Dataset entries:
★ ★ ★ ★ ★ ★ ★

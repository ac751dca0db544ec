//! HTTP client implementation with connection pooling and retry logic

use std::sync::Arc;
use std::time::Duration;

use reqwest::header::{HeaderMap, HeaderValue, ACCEPT, AUTHORIZATION};
use reqwest::{Client, ClientBuilder, StatusCode};
use sprig_core::error::SprigError;
use sprig_core::types::PackageMetadata;
use tracing::{debug, warn};
use url::Url;

use crate::api::PackageMetadataResponse;
use crate::source::RegistrySource;
use crate::RegistryResult;

/// Public npm registry
pub const DEFAULT_REGISTRY: &str = "https://registry.npmjs.org";

/// Abbreviated metadata: versions with dependencies, no readmes
const ABBREVIATED_METADATA: &str = "application/vnd.npm.install-v1+json";

/// Configuration for exponential backoff retry logic
#[derive(Debug, Clone, PartialEq)]
pub struct RetryConfig {
    /// Maximum number of retry attempts
    pub max_retries: u32,
    /// Initial delay before first retry
    pub initial_delay: Duration,
    /// Maximum delay between retries
    pub max_delay: Duration,
    /// Multiplier for exponential backoff
    pub multiplier: f64,
}

impl Default for RetryConfig {
    fn default() -> Self {
        Self {
            max_retries: 3,
            initial_delay: Duration::from_millis(100),
            max_delay: Duration::from_secs(10),
            multiplier: 2.0,
        }
    }
}

/// Authentication configuration for registry access
#[derive(Debug, Clone, Default, PartialEq)]
pub struct AuthConfig {
    /// Bearer token for authentication
    pub token: Option<String>,
    /// Basic auth username
    pub username: Option<String>,
    /// Basic auth password
    pub password: Option<String>,
}

/// Everything needed to build a [`RegistryClient`]
#[derive(Debug, Clone, PartialEq)]
pub struct ClientOptions {
    /// Registry base URL
    pub base_url: String,
    /// Per-request timeout
    pub timeout: Duration,
    /// Optional credentials
    pub auth: Option<AuthConfig>,
    /// Retry behaviour
    pub retry: RetryConfig,
}

impl Default for ClientOptions {
    fn default() -> Self {
        Self {
            base_url: DEFAULT_REGISTRY.to_string(),
            timeout: Duration::from_secs(30),
            auth: None,
            retry: RetryConfig::default(),
        }
    }
}

/// HTTP client for npm registry metadata
#[derive(Debug, Clone)]
pub struct RegistryClient {
    /// Underlying HTTP client with connection pooling
    client: Client,
    /// Retry configuration
    retry_config: RetryConfig,
    /// Base registry URL, without trailing slash
    base_url: String,
}

impl RegistryClient {
    /// Create a client for the public registry
    pub fn new() -> RegistryResult<Self> {
        Self::with_options(ClientOptions::default())
    }

    /// Create a client with custom configuration
    pub fn with_options(options: ClientOptions) -> RegistryResult<Self> {
        let base_url = Url::parse(&options.base_url).map_err(|e| SprigError::ConfigValidation {
            field: "registry.url".to_string(),
            reason: format!("'{}' is not a valid URL: {}", options.base_url, e),
        })?;

        let mut builder = ClientBuilder::new()
            // Connection pooling configuration
            .pool_max_idle_per_host(50)
            .pool_idle_timeout(Duration::from_secs(90))
            .timeout(options.timeout)
            .gzip(true)
            .user_agent(concat!("sprig/", env!("CARGO_PKG_VERSION")));

        if let Some(auth) = options.auth {
            if let Some(header) = authorization_header(auth)? {
                let mut headers = HeaderMap::new();
                headers.insert(AUTHORIZATION, header);
                builder = builder.default_headers(headers);
            }
        }

        let client = builder
            .build()
            .map_err(|e| SprigError::registry(format!("Failed to create HTTP client: {}", e), e))?;

        Ok(Self {
            client,
            retry_config: options.retry,
            base_url: base_url.as_str().trim_end_matches('/').to_string(),
        })
    }

    /// Registry this client talks to
    pub fn base_url(&self) -> &str {
        &self.base_url
    }

    /// Execute an operation with exponential backoff retry logic
    async fn with_retry<F, Fut, T>(&self, operation: F) -> RegistryResult<T>
    where
        F: Fn() -> Fut,
        Fut: std::future::Future<Output = RegistryResult<T>>,
    {
        let mut delay = self.retry_config.initial_delay;
        let mut attempt = 0;

        loop {
            match operation().await {
                Ok(result) => return Ok(result),
                Err(error) if error.is_recoverable() && attempt < self.retry_config.max_retries => {
                    attempt += 1;
                    warn!("Registry request failed (attempt {}): {}", attempt, error);

                    tokio::time::sleep(delay).await;

                    delay = std::cmp::min(
                        Duration::from_millis(
                            (delay.as_millis() as f64 * self.retry_config.multiplier) as u64,
                        ),
                        self.retry_config.max_delay,
                    );
                },
                Err(error) => return Err(error),
            }
        }
    }

    /// Fetch package metadata with retry logic
    pub async fn fetch_document(&self, package_name: &str) -> RegistryResult<PackageMetadataResponse> {
        let url = format!("{}/{}", self.base_url, encode_package_name(package_name));
        debug!("Fetching metadata from {}", url);

        self.with_retry(|| async {
            let response = self
                .client
                .get(&url)
                .header(ACCEPT, ABBREVIATED_METADATA)
                .send()
                .await
                .map_err(|e| SprigError::registry(format!("Failed to fetch {}: {}", package_name, e), e))?;

            match response.status() {
                StatusCode::OK => {
                    let body = response.bytes().await.map_err(|e| {
                        SprigError::registry(format!("Failed to read metadata of {}: {}", package_name, e), e)
                    })?;
                    // A body that does not decode will not decode on a retry either
                    serde_json::from_slice::<PackageMetadataResponse>(&body).map_err(|e| SprigError::JsonParse {
                        file: format!("registry document of {}", package_name),
                        message: e.to_string(),
                    })
                },
                StatusCode::NOT_FOUND => Err(SprigError::PackageNotFound {
                    name: package_name.to_string(),
                }),
                status => Err(SprigError::RegistryUnavailable {
                    message: format!("Registry returned status {} for {}", status, package_name),
                    source: None,
                }),
            }
        })
        .await
    }
}

impl RegistrySource for RegistryClient {
    async fn fetch_metadata(&self, name: &str) -> RegistryResult<Arc<PackageMetadata>> {
        let mut document = self.fetch_document(name).await?;
        if document.name.is_empty() {
            document.name = name.to_string();
        }
        Ok(Arc::new(document.into()))
    }
}

/// Encode package name for URL (handle scoped packages)
fn encode_package_name(name: &str) -> String {
    if name.starts_with('@') {
        // Scoped package: @org/pkg -> @org%2fpkg
        name.replace('/', "%2f")
    } else {
        name.to_string()
    }
}

/// Build the Authorization header; a token wins over basic credentials
fn authorization_header(auth: AuthConfig) -> RegistryResult<Option<HeaderValue>> {
    let value = match auth {
        AuthConfig { token: Some(token), .. } => format!("Bearer {}", token),
        AuthConfig {
            username: Some(username),
            password: Some(password),
            ..
        } => {
            use base64::{engine::general_purpose, Engine as _};
            format!(
                "Basic {}",
                general_purpose::STANDARD.encode(format!("{}:{}", username, password))
            )
        },
        _ => return Ok(None),
    };

    let mut header = HeaderValue::from_str(&value).map_err(|e| SprigError::ConfigValidation {
        field: "registry.token".to_string(),
        reason: format!("Credentials are not a valid header value: {}", e),
    })?;
    header.set_sensitive(true);
    Ok(Some(header))
}

#[cfg(test)]
mod tests;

★ ★ ★ ★ ★ ★ ★

Problem to work on - Could you write out, exactly, each line of the data above from the one containing "a valid header" through the last, including both?

Written response -
        reason: format!("Credentials are not a valid header value: {}", e),
    })?;
    header.set_sensitive(true);
    Ok(Some(header))
}

#[cfg(test)]
mod tests;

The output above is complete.